Exercise requirements
Copy out every line of the data that has the word "results" somewhere in it.
***** Supplied records *****
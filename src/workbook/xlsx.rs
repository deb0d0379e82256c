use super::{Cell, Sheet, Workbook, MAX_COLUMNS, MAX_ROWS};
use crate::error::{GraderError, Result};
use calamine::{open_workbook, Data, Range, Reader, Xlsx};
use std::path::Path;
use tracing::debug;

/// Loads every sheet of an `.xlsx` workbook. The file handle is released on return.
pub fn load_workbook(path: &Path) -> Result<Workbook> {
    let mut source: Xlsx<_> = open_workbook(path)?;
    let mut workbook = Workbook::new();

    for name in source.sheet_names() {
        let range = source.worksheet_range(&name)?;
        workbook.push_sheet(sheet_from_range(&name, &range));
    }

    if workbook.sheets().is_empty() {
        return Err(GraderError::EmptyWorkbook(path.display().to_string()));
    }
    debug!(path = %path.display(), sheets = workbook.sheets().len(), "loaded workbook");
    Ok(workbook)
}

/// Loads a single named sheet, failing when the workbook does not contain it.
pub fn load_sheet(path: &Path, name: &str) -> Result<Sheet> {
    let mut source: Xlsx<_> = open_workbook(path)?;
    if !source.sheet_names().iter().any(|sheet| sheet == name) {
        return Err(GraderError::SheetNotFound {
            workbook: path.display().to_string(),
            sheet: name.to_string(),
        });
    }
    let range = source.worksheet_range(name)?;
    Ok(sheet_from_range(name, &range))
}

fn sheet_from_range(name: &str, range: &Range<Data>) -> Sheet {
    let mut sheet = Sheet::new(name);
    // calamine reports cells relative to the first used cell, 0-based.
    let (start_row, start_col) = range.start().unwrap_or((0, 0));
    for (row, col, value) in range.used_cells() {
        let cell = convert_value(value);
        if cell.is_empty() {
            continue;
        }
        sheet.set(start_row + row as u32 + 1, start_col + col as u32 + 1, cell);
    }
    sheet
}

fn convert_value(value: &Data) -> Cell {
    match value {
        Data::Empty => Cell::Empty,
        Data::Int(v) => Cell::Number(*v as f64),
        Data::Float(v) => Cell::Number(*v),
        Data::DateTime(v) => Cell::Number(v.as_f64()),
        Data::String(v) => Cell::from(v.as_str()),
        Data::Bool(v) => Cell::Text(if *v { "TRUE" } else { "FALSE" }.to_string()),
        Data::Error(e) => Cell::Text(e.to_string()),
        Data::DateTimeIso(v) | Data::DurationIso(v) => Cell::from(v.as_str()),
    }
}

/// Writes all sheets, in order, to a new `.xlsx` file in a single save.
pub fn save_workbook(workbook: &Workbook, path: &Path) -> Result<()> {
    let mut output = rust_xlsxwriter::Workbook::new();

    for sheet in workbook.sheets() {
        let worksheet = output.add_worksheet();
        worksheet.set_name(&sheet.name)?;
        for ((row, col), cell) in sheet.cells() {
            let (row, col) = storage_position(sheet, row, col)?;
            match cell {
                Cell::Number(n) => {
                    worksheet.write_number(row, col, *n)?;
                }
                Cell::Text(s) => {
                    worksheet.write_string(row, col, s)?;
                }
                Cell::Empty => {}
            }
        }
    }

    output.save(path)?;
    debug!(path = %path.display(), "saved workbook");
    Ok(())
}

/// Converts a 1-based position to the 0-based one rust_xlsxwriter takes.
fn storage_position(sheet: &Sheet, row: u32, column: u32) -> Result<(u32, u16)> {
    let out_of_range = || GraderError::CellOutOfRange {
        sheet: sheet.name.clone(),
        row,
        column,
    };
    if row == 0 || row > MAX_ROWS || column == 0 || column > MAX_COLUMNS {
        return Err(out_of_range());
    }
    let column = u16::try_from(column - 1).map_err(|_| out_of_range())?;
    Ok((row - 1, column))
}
*****
***** Supplied records *****
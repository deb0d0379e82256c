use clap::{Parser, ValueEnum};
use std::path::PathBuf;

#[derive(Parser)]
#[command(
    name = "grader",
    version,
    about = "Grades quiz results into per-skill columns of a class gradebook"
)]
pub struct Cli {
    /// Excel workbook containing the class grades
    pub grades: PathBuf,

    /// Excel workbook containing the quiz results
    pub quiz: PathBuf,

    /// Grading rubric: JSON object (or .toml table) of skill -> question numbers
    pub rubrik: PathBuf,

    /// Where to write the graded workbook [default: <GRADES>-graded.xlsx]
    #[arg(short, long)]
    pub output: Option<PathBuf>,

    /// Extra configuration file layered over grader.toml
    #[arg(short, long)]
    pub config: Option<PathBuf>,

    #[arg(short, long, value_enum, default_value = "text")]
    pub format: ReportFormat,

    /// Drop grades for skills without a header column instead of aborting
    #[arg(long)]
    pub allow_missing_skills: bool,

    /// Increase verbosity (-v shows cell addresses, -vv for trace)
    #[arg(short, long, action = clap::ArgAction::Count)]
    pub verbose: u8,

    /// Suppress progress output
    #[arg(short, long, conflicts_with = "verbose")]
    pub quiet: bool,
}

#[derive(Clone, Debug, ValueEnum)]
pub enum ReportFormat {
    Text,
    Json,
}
*****
Solution to this problem
    about = "Grades quiz results into per-skill columns of a class gradebook"
    /// Excel workbook containing the quiz results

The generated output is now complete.